*Your goal*
Whatever appears in the listing, return all of it exactly.

*Exercise materials*
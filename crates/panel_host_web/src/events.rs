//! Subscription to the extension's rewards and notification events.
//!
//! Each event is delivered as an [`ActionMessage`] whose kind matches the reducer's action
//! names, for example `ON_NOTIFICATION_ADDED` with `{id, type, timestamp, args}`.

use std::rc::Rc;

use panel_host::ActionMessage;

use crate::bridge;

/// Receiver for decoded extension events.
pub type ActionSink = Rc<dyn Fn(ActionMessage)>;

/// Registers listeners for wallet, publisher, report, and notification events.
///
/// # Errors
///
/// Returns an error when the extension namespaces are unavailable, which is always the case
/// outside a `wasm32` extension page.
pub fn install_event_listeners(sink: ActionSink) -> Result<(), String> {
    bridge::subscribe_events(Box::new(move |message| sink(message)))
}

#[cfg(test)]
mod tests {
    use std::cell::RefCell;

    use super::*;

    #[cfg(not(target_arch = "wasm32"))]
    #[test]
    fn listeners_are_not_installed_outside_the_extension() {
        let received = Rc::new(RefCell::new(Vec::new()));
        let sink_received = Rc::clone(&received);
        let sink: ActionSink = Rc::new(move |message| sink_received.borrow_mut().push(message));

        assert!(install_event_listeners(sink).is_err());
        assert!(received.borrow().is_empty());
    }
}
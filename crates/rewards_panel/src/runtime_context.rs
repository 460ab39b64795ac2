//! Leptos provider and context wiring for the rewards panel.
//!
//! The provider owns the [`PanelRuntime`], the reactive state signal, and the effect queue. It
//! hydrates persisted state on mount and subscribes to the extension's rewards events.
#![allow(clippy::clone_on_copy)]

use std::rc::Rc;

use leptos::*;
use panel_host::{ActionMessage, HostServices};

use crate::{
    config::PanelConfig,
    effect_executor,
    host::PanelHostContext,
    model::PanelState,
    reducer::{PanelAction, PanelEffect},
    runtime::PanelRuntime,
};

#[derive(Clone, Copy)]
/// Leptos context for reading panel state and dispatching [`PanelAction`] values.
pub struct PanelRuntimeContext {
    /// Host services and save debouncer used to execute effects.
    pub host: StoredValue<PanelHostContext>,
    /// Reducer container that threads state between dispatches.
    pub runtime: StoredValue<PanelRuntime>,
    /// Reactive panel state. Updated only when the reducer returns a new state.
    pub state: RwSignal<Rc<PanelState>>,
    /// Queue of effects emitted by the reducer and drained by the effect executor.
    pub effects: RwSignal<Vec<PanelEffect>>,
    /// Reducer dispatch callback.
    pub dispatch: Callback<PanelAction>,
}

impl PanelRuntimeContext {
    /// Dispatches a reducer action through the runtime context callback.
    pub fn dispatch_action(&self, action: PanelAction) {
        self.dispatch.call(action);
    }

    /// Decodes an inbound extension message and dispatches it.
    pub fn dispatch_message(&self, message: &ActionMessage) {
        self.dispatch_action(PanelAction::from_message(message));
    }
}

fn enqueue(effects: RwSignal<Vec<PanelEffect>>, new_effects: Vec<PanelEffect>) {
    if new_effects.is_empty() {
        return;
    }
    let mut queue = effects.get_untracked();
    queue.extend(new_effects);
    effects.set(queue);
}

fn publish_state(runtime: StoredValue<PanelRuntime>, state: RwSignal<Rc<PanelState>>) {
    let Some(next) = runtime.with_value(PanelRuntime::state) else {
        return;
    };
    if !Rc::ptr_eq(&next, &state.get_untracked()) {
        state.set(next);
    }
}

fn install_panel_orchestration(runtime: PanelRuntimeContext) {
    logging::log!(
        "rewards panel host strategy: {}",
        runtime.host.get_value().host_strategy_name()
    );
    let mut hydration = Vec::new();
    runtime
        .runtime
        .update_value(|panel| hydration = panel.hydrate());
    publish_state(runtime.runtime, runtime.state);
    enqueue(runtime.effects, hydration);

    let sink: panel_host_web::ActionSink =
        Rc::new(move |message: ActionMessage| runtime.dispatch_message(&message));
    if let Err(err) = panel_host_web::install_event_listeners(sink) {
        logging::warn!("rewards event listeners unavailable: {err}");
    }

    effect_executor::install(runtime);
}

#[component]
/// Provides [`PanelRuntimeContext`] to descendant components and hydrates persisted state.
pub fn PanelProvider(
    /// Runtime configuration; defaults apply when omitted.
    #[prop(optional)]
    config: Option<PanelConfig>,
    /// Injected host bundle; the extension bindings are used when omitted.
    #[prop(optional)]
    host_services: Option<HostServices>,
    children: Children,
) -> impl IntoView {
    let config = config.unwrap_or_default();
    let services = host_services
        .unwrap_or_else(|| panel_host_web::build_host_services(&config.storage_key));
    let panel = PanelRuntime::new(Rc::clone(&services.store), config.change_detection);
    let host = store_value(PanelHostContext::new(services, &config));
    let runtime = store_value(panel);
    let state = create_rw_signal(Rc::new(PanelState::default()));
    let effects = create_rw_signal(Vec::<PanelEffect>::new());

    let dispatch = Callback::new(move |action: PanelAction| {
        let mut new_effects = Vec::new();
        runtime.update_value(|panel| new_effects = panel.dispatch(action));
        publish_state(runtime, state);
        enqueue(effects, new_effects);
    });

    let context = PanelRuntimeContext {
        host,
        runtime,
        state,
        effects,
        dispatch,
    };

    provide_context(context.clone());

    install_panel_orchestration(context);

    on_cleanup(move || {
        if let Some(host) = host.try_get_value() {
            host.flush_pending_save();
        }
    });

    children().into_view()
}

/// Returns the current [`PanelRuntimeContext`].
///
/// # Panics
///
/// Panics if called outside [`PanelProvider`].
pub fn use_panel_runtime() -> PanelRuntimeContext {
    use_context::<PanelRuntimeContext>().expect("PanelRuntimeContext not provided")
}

*Answer section*
filename crates/panel_host_web/src/events.rs
//! Subscription to the extension's rewards and notification events.
//!
//! Each event is delivered as an [`ActionMessage`] whose kind matches the reducer's action
//! names, for example `ON_NOTIFICATION_ADDED` with `{id, type, timestamp, args}`.

use std::rc::Rc;

use panel_host::ActionMessage;

use crate::bridge;

/// Receiver for decoded extension events.
pub type ActionSink = Rc<dyn Fn(ActionMessage)>;

/// Registers listeners for wallet, publisher, report, and notification events.
///
/// # Errors
///
/// Returns an error when the extension namespaces are unavailable, which is always the case
/// outside a `wasm32` extension page.
pub fn install_event_listeners(sink: ActionSink) -> Result<(), String> {
    bridge::subscribe_events(Box::new(move |message| sink(message)))
}

#[cfg(test)]
mod tests {
    use std::cell::RefCell;

    use super::*;

    #[cfg(not(target_arch = "wasm32"))]
    #[test]
    fn listeners_are_not_installed_outside_the_extension() {
        let received = Rc::new(RefCell::new(Vec::new()));
        let sink_received = Rc::clone(&received);
        let sink: ActionSink = Rc::new(move |message| sink_received.borrow_mut().push(message));

        assert!(install_event_listeners(sink).is_err());
        assert!(received.borrow().is_empty());
    }
}
filename crates/rewards_panel/src/runtime_context.rs
repository 460ab39b64795ac2
//! Leptos provider and context wiring for the rewards panel.
//!
//! The provider owns the [`PanelRuntime`], the reactive state signal, and the effect queue. It
//! hydrates persisted state on mount and subscribes to the extension's rewards events.
#![allow(clippy::clone_on_copy)]

use std::rc::Rc;

use leptos::*;
use panel_host::{ActionMessage, HostServices};

use crate::{
    config::PanelConfig,
    effect_executor,
    host::PanelHostContext,
    model::PanelState,
    reducer::{PanelAction, PanelEffect},
    runtime::PanelRuntime,
};

#[derive(Clone, Copy)]
/// Leptos context for reading panel state and dispatching [`PanelAction`] values.
pub struct PanelRuntimeContext {
    /// Host services and save debouncer used to execute effects.
    pub host: StoredValue<PanelHostContext>,
    /// Reducer container that threads state between dispatches.
    pub runtime: StoredValue<PanelRuntime>,
    /// Reactive panel state. Updated only when the reducer returns a new state.
    pub state: RwSignal<Rc<PanelState>>,
    /// Queue of effects emitted by the reducer and drained by the effect executor.
    pub effects: RwSignal<Vec<PanelEffect>>,
    /// Reducer dispatch callback.
    pub dispatch: Callback<PanelAction>,
}

impl PanelRuntimeContext {
    /// Dispatches a reducer action through the runtime context callback.
    pub fn dispatch_action(&self, action: PanelAction) {
        self.dispatch.call(action);
    }

    /// Decodes an inbound extension message and dispatches it.
    pub fn dispatch_message(&self, message: &ActionMessage) {
        self.dispatch_action(PanelAction::from_message(message));
    }
}

fn enqueue(effects: RwSignal<Vec<PanelEffect>>, new_effects: Vec<PanelEffect>) {
    if new_effects.is_empty() {
        return;
    }
    let mut queue = effects.get_untracked();
    queue.extend(new_effects);
    effects.set(queue);
}

fn publish_state(runtime: StoredValue<PanelRuntime>, state: RwSignal<Rc<PanelState>>) {
    let Some(next) = runtime.with_value(PanelRuntime::state) else {
        return;
    };
    if !Rc::ptr_eq(&next, &state.get_untracked()) {
        state.set(next);
    }
}

fn install_panel_orchestration(runtime: PanelRuntimeContext) {
    logging::log!(
        "rewards panel host strategy: {}",
        runtime.host.get_value().host_strategy_name()
    );
    let mut hydration = Vec::new();
    runtime
        .runtime
        .update_value(|panel| hydration = panel.hydrate());
    publish_state(runtime.runtime, runtime.state);
    enqueue(runtime.effects, hydration);

    let sink: panel_host_web::ActionSink =
        Rc::new(move |message: ActionMessage| runtime.dispatch_message(&message));
    if let Err(err) = panel_host_web::install_event_listeners(sink) {
        logging::warn!("rewards event listeners unavailable: {err}");
    }

    effect_executor::install(runtime);
}

#[component]
/// Provides [`PanelRuntimeContext`] to descendant components and hydrates persisted state.
pub fn PanelProvider(
    /// Runtime configuration; defaults apply when omitted.
    #[prop(optional)]
    config: Option<PanelConfig>,
    /// Injected host bundle; the extension bindings are used when omitted.
    #[prop(optional)]
    host_services: Option<HostServices>,
    children: Children,
) -> impl IntoView {
    let config = config.unwrap_or_default();
    let services = host_services
        .unwrap_or_else(|| panel_host_web::build_host_services(&config.storage_key));
    let panel = PanelRuntime::new(Rc::clone(&services.store), config.change_detection);
    let host = store_value(PanelHostContext::new(services, &config));
    let runtime = store_value(panel);
    let state = create_rw_signal(Rc::new(PanelState::default()));
    let effects = create_rw_signal(Vec::<PanelEffect>::new());

    let dispatch = Callback::new(move |action: PanelAction| {
        let mut new_effects = Vec::new();
        runtime.update_value(|panel| new_effects = panel.dispatch(action));
        publish_state(runtime, state);
        enqueue(effects, new_effects);
    });

    let context = PanelRuntimeContext {
        host,
        runtime,
        state,
        effects,
        dispatch,
    };

    provide_context(context.clone());

    install_panel_orchestration(context);

    on_cleanup(move || {
        if let Some(host) = host.try_get_value() {
            host.flush_pending_save();
        }
    });

    children().into_view()
}

/// Returns the current [`PanelRuntimeContext`].
///
/// # Panics
///
/// Panics if called outside [`PanelProvider`].
pub fn use_panel_runtime() -> PanelRuntimeContext {
    use_context::<PanelRuntimeContext>().expect("PanelRuntimeContext not provided")
}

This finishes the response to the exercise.